What to produce: The answer must consist solely of the lines from the one containing "self.transaction(move |store| f(store)).await" to the end of the entries below, repeated exactly.
++++++++++++++++++++
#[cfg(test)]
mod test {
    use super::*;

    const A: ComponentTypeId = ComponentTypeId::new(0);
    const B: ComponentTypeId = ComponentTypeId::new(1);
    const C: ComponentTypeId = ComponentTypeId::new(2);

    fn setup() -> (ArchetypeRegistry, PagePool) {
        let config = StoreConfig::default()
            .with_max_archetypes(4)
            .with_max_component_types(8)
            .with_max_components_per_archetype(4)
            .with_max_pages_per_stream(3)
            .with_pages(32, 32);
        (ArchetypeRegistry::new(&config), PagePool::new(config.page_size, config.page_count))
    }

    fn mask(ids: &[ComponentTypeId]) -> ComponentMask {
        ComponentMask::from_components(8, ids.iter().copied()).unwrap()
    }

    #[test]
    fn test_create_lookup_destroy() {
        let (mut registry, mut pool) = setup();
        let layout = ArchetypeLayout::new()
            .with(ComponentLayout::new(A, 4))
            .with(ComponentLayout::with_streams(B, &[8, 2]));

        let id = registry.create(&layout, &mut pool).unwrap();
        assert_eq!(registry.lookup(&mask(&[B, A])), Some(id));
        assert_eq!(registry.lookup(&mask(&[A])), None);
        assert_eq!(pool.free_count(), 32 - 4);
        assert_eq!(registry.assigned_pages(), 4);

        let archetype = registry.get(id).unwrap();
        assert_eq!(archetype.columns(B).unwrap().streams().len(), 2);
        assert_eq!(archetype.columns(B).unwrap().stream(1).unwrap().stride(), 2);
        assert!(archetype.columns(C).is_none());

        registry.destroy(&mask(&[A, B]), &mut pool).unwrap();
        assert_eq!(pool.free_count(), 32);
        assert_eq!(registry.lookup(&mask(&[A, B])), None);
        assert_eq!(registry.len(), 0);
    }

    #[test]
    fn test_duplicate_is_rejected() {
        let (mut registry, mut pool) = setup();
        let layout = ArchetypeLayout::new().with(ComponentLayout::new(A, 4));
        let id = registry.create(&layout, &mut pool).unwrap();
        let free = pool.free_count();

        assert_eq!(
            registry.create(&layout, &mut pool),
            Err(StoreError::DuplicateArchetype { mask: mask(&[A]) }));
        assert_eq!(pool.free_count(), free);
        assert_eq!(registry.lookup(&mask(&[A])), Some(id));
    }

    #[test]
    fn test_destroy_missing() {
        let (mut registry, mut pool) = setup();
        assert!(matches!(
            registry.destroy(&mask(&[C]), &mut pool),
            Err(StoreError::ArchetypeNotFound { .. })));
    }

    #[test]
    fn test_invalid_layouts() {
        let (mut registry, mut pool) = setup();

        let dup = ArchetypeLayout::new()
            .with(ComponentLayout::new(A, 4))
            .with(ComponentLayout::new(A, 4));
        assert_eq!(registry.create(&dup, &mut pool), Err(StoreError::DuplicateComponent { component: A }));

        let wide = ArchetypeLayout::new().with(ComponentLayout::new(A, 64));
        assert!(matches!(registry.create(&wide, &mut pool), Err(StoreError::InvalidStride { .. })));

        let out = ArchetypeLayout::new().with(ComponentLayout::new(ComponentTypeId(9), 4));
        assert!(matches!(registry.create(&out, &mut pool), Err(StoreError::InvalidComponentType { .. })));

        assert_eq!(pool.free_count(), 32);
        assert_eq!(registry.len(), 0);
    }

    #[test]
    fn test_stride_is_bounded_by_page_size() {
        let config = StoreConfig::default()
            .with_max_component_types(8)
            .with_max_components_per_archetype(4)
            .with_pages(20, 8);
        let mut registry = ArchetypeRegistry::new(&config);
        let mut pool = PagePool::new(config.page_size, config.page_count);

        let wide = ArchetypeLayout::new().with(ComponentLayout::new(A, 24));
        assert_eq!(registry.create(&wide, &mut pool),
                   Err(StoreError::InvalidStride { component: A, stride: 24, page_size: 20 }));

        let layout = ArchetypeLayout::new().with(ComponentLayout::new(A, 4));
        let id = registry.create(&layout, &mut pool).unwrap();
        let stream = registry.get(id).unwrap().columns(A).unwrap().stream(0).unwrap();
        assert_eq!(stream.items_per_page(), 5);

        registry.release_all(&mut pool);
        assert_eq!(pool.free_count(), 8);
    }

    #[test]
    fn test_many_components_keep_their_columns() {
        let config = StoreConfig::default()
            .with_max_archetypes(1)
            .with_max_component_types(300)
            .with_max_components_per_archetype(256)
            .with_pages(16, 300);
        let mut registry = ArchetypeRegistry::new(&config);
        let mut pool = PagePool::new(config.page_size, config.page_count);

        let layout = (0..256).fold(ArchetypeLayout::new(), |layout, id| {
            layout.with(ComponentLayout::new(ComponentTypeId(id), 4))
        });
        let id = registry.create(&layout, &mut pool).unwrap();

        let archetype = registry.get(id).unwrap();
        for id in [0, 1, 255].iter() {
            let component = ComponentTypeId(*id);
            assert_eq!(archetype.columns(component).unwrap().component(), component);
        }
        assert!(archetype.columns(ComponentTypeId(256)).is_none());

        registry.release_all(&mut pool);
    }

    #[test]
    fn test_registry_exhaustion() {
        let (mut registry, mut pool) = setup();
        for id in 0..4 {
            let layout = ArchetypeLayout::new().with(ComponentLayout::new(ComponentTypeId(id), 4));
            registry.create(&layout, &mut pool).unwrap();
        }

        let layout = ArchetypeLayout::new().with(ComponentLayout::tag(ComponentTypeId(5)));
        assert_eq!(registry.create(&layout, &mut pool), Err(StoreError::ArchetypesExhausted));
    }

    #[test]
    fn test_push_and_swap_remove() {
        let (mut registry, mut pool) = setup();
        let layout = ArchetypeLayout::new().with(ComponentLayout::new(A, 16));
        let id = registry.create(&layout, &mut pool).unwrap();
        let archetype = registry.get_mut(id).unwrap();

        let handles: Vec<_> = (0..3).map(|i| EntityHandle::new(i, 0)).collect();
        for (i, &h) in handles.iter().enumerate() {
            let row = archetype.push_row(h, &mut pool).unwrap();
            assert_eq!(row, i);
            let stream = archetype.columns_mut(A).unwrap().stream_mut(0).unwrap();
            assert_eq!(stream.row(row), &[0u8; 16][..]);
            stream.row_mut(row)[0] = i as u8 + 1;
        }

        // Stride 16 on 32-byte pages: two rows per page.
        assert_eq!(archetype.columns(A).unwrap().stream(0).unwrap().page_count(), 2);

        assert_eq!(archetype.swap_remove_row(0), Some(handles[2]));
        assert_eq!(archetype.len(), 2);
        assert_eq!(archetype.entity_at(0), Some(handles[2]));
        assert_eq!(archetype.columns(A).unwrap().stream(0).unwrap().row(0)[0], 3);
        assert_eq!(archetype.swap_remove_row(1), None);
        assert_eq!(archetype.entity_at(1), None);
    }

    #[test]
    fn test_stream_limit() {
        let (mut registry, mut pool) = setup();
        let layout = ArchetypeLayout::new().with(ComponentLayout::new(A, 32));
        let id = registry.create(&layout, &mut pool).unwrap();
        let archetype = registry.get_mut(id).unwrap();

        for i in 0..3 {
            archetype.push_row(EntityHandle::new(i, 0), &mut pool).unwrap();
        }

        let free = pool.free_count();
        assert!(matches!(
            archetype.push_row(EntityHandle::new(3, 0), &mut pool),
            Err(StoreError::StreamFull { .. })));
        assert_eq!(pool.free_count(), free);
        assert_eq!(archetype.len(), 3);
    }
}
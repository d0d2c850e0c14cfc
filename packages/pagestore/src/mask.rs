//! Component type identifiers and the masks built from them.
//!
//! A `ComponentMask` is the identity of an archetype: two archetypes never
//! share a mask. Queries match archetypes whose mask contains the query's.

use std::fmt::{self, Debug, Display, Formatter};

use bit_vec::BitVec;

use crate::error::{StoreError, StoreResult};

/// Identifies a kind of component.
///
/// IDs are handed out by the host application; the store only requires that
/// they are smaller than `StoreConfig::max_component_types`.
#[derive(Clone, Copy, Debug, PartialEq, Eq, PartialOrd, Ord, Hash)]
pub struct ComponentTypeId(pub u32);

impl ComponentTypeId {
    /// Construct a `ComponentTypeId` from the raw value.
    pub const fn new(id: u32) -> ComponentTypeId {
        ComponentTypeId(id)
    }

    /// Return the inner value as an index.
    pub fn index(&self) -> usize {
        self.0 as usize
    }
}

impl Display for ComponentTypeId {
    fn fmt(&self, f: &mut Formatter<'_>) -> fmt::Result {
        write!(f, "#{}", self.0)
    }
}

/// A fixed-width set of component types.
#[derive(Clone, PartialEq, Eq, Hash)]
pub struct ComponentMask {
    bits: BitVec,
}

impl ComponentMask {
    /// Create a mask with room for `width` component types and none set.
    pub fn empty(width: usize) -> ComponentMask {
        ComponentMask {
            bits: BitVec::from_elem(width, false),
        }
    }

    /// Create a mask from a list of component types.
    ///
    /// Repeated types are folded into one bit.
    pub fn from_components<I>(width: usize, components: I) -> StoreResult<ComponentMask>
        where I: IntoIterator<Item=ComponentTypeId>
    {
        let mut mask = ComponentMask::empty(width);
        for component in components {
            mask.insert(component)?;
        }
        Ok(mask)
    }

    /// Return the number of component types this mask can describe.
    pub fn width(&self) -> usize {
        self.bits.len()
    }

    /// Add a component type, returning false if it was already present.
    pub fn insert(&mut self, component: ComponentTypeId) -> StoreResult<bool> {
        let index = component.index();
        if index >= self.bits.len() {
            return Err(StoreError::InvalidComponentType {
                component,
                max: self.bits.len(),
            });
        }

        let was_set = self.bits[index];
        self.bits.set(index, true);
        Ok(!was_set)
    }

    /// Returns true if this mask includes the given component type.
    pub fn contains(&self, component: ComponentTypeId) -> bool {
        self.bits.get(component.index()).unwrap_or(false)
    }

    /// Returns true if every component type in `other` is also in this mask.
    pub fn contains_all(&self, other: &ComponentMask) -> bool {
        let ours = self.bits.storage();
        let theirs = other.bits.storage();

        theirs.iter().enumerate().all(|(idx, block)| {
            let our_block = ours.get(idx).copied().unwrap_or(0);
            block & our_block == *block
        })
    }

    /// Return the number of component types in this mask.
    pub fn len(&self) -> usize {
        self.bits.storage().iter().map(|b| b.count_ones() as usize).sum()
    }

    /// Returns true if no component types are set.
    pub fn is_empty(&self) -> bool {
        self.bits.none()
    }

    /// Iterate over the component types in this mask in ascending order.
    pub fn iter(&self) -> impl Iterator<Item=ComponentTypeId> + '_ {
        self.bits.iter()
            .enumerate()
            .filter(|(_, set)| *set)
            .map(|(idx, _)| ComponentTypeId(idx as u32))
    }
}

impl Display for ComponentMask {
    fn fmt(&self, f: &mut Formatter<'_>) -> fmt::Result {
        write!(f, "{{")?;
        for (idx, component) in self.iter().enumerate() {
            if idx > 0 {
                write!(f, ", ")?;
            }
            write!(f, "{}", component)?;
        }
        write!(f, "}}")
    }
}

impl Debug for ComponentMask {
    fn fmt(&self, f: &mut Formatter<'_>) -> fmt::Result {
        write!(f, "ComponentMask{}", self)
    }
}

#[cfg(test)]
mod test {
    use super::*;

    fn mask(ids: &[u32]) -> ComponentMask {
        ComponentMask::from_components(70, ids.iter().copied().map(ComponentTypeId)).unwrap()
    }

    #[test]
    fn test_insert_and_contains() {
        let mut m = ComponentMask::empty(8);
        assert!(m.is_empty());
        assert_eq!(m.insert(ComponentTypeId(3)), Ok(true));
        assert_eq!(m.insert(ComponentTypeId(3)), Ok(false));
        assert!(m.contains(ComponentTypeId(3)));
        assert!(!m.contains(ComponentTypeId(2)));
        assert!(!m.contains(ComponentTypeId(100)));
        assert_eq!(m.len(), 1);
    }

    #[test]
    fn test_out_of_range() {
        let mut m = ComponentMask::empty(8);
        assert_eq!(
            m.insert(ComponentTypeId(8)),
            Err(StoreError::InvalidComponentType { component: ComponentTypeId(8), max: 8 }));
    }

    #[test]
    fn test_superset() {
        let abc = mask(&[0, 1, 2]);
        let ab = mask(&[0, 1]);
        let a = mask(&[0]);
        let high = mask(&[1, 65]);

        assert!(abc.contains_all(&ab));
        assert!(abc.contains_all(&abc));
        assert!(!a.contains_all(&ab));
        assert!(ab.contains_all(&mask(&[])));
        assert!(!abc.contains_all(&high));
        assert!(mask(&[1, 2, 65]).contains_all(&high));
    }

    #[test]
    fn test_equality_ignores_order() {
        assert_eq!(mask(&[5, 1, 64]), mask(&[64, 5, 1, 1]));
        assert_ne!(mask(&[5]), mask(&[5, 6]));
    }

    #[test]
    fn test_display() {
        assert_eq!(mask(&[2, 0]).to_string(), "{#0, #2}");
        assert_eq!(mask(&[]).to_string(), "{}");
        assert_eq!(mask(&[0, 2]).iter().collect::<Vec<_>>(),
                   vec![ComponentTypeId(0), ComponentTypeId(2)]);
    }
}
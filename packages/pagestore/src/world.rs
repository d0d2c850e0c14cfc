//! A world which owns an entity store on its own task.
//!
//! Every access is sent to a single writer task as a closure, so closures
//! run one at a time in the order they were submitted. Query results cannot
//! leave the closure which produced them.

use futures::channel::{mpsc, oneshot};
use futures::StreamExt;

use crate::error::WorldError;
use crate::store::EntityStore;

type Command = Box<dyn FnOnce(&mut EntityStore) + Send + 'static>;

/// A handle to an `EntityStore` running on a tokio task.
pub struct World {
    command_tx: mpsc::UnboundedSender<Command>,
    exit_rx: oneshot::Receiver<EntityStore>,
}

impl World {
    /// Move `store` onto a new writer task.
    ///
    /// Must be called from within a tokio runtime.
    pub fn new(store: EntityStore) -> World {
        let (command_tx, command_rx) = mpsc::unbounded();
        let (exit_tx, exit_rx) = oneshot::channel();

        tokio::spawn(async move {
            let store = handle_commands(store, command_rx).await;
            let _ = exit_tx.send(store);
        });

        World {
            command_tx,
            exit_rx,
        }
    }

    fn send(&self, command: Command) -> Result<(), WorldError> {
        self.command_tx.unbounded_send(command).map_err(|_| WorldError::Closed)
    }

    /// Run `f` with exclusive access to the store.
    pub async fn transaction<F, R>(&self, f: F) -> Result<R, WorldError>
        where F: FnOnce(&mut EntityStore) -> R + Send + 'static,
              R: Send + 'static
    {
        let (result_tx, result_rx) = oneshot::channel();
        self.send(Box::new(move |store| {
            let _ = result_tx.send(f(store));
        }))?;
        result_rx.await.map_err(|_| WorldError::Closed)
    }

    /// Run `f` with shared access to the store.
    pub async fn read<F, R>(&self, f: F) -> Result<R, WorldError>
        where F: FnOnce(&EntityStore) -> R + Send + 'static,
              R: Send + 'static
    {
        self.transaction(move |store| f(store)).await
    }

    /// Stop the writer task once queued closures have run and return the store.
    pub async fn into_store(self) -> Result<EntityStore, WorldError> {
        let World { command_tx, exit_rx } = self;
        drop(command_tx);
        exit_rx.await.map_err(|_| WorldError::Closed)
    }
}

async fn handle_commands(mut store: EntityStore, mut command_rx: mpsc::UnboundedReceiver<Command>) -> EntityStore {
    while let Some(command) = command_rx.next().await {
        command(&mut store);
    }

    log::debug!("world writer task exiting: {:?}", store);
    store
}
++++++++++++++++++++
Answer to the exercise:
        self.transaction(move |store| f(store)).await
    }

    /// Stop the writer task once queued closures have run and return the store.
    pub async fn into_store(self) -> Result<EntityStore, WorldError> {
        let World { command_tx, exit_rx } = self;
        drop(command_tx);
        exit_rx.await.map_err(|_| WorldError::Closed)
    }
}

async fn handle_commands(mut store: EntityStore, mut command_rx: mpsc::UnboundedReceiver<Command>) -> EntityStore {
    while let Some(command) = command_rx.next().await {
        command(&mut store);
    }

    log::debug!("world writer task exiting: {:?}", store);
    store
}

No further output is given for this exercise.